Show each line from the records below in which the word "EnvVarParseFailed" occurs.

··· SUPPLIED ENTRIES

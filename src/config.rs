use std::str::FromStr;
use std::time::Duration;

use crate::error::ConfigError;
use crate::models::Specialty;

/// 程序配置文件
#[derive(Clone, Debug)]
pub struct Config {
    // --- 预算与并发 ---
    /// 滑动一分钟窗口内允许消耗的 token 上限
    pub max_tokens_per_minute: u64,
    /// 每批论文数量
    pub batch_size: usize,
    /// 每批内同时分析的论文数量
    pub max_concurrent_items: usize,
    /// 批次失败比例超过该值时发出警告
    pub batch_failure_threshold: f64,
    /// 每次运行开始时是否重置 token 预算与用量账本
    pub reset_budget_each_run: bool,
    // --- 调用弹性 ---
    /// 单次调用的最大重试次数
    pub max_call_retries: u32,
    /// 退避基准时长（毫秒）
    pub base_backoff_ms: u64,
    /// 等待 token 预算的最大次数
    pub max_budget_waits: u32,
    /// 单次调用超时（秒）
    pub call_timeout_secs: u64,
    /// 单个分析阶段的重试次数
    pub stage_retries: u32,
    /// 单次调用的最大输出 token
    pub max_output_tokens: u32,
    // --- 分析与汇总 ---
    /// 无法识别的专科标签归入的默认专科
    pub default_specialty: Specialty,
    /// 摘要中展示的高分论文数量
    pub top_papers: usize,
    /// 高关注度分数线
    pub high_interest_threshold: f64,
    /// 汇总调用最多携带的论文数量
    pub max_rollup_papers: usize,
    // --- 计费 ---
    pub input_cost_per_million: f64,
    pub output_cost_per_million: f64,
    // --- 输入输出 ---
    /// 回溯天数
    pub lookback_days: u32,
    /// 论文 TOML 文件目录
    pub paper_folder: String,
    /// 分析结果输出目录
    pub output_dir: String,
    /// 输出日志文件
    pub output_log_file: String,
    /// 是否显示详细日志
    pub verbose_logging: bool,
    // --- LLM 配置 ---
    pub llm_api_key: String,
    pub llm_api_base_url: String,
    pub llm_model_name: String,
}

impl Default for Config {
    fn default() -> Self {
        Self {
            max_tokens_per_minute: 16_000,
            batch_size: 5,
            max_concurrent_items: 3,
            batch_failure_threshold: 0.5,
            reset_budget_each_run: true,
            max_call_retries: 3,
            base_backoff_ms: 1_000,
            max_budget_waits: 8,
            call_timeout_secs: 60,
            stage_retries: 1,
            max_output_tokens: 1024,
            default_specialty: Specialty::Other,
            top_papers: 5,
            high_interest_threshold: 7.0,
            max_rollup_papers: 40,
            input_cost_per_million: 0.05,
            output_cost_per_million: 0.08,
            lookback_days: 7,
            paper_folder: "papers".to_string(),
            output_dir: "digest_output".to_string(),
            output_log_file: "digest_run.log".to_string(),
            verbose_logging: false,
            llm_api_key: String::new(),
            llm_api_base_url: "https://api.openai.com/v1".to_string(),
            llm_model_name: "gpt-4o-mini".to_string(),
        }
    }
}

impl Config {
    /// 从环境变量读取配置，未设置的项使用默认值
    ///
    /// 已设置但无法解析的值会返回错误，而不是悄悄回退到默认值。
    pub fn from_env() -> Result<Self, ConfigError> {
        let default = Self::default();
        let default_specialty = match std::env::var("DEFAULT_SPECIALTY") {
            Ok(label) => Specialty::parse(&label).ok_or_else(|| ConfigError::EnvVarParseFailed {
                var_name: "DEFAULT_SPECIALTY".to_string(),
                value: label.clone(),
                expected_type: "Specialty".to_string(),
            })?,
            Err(_) => default.default_specialty,
        };

        let config = Self {
            max_tokens_per_minute: env_or("MAX_TOKENS_PER_MINUTE", default.max_tokens_per_minute)?,
            batch_size: env_or("BATCH_SIZE", default.batch_size)?,
            max_concurrent_items: env_or("MAX_CONCURRENT_ITEMS", default.max_concurrent_items)?,
            batch_failure_threshold: env_or("BATCH_FAILURE_THRESHOLD", default.batch_failure_threshold)?,
            reset_budget_each_run: env_or("RESET_BUDGET_EACH_RUN", default.reset_budget_each_run)?,
            max_call_retries: env_or("MAX_CALL_RETRIES", default.max_call_retries)?,
            base_backoff_ms: env_or("BASE_BACKOFF_MS", default.base_backoff_ms)?,
            max_budget_waits: env_or("MAX_BUDGET_WAITS", default.max_budget_waits)?,
            call_timeout_secs: env_or("CALL_TIMEOUT_SECS", default.call_timeout_secs)?,
            stage_retries: env_or("STAGE_RETRIES", default.stage_retries)?,
            max_output_tokens: env_or("MAX_OUTPUT_TOKENS", default.max_output_tokens)?,
            default_specialty,
            top_papers: env_or("TOP_PAPERS", default.top_papers)?,
            high_interest_threshold: env_or("HIGH_INTEREST_THRESHOLD", default.high_interest_threshold)?,
            max_rollup_papers: env_or("MAX_ROLLUP_PAPERS", default.max_rollup_papers)?,
            input_cost_per_million: env_or("INPUT_COST_PER_MILLION", default.input_cost_per_million)?,
            output_cost_per_million: env_or("OUTPUT_COST_PER_MILLION", default.output_cost_per_million)?,
            lookback_days: env_or("LOOKBACK_DAYS", default.lookback_days)?,
            paper_folder: std::env::var("PAPER_FOLDER").unwrap_or(default.paper_folder),
            output_dir: std::env::var("OUTPUT_DIR").unwrap_or(default.output_dir),
            output_log_file: std::env::var("OUTPUT_LOG_FILE").unwrap_or(default.output_log_file),
            verbose_logging: env_or("VERBOSE_LOGGING", default.verbose_logging)?,
            llm_api_key: std::env::var("LLM_API_KEY").unwrap_or(default.llm_api_key),
            llm_api_base_url: std::env::var("LLM_API_BASE_URL").unwrap_or(default.llm_api_base_url),
            llm_model_name: std::env::var("LLM_MODEL_NAME").unwrap_or(default.llm_model_name),
        };

        config.validate()?;
        Ok(config)
    }

    /// 校验配置取值
    pub fn validate(&self) -> Result<(), ConfigError> {
        if self.max_tokens_per_minute == 0 {
            return Err(ConfigError::out_of_range("max_tokens_per_minute", "必须大于 0"));
        }
        if self.batch_size == 0 {
            return Err(ConfigError::out_of_range("batch_size", "必须大于 0"));
        }
        if self.max_concurrent_items == 0 {
            return Err(ConfigError::out_of_range("max_concurrent_items", "必须大于 0"));
        }
        if !(self.batch_failure_threshold > 0.0 && self.batch_failure_threshold <= 1.0) {
            return Err(ConfigError::out_of_range(
                "batch_failure_threshold",
                format!("必须位于 (0, 1] 区间, 当前为 {}", self.batch_failure_threshold),
            ));
        }
        if self.call_timeout_secs == 0 {
            return Err(ConfigError::out_of_range("call_timeout_secs", "必须大于 0"));
        }
        if self.max_output_tokens == 0 {
            return Err(ConfigError::out_of_range("max_output_tokens", "必须大于 0"));
        }
        for (name, value) in [
            ("input_cost_per_million", self.input_cost_per_million),
            ("output_cost_per_million", self.output_cost_per_million),
        ] {
            if !value.is_finite() || value < 0.0 {
                return Err(ConfigError::out_of_range(name, "必须是非负有限数"));
            }
        }
        if !(0.0..=10.0).contains(&self.high_interest_threshold) {
            return Err(ConfigError::out_of_range(
                "high_interest_threshold",
                "必须位于 [0, 10] 区间",
            ));
        }
        Ok(())
    }

    pub fn base_backoff(&self) -> Duration {
        Duration::from_millis(self.base_backoff_ms)
    }

    pub fn call_timeout(&self) -> Duration {
        Duration::from_secs(self.call_timeout_secs)
    }
}

/// 读取环境变量并解析，未设置时返回默认值
fn env_or<T: FromStr>(var_name: &str, default: T) -> Result<T, ConfigError> {
    match std::env::var(var_name) {
        Ok(raw) => raw
            .trim()
            .parse::<T>()
            .map_err(|_| ConfigError::EnvVarParseFailed {
                var_name: var_name.to_string(),
                value: raw.clone(),
                expected_type: std::any::type_name::<T>().to_string(),
            }),
        Err(_) => Ok(default),
    }
}

#[cfg(test)]
mod tests {
    use super::*;

    #[test]
    fn test_default_config_is_valid() {
        assert!(Config::default().validate().is_ok());
    }

    #[test]
    fn test_zero_batch_size_rejected() {
        let config = Config {
            batch_size: 0,
            ..Default::default()
        };
        assert!(matches!(
            config.validate(),
            Err(ConfigError::OutOfRange { ref name, .. }) if name == "batch_size"
        ));
    }

    #[test]
    fn test_failure_threshold_bounds() {
        let config = Config {
            batch_failure_threshold: 0.0,
            ..Default::default()
        };
        assert!(config.validate().is_err());

        let config = Config {
            batch_failure_threshold: 1.0,
            ..Default::default()
        };
        assert!(config.validate().is_ok());
    }

    #[test]
    fn test_env_or_reports_unparsable_value() {
        std::env::set_var("MED_DIGEST_TEST_BAD_NUMBER", "abc");
        let result = env_or::<u64>("MED_DIGEST_TEST_BAD_NUMBER", 5);
        std::env::remove_var("MED_DIGEST_TEST_BAD_NUMBER");
        assert!(matches!(result, Err(ConfigError::EnvVarParseFailed { .. })));
    }

    #[test]
    fn test_env_or_falls_back_when_unset() {
        let value = env_or::<usize>("MED_DIGEST_TEST_UNSET_VARIABLE", 42).unwrap();
        assert_eq!(value, 42);
    }
}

······

— RESPONSE TO THE TASK —
            Ok(label) => Specialty::parse(&label).ok_or_else(|| ConfigError::EnvVarParseFailed {
            .map_err(|_| ConfigError::EnvVarParseFailed {
        assert!(matches!(result, Err(ConfigError::EnvVarParseFailed { .. })));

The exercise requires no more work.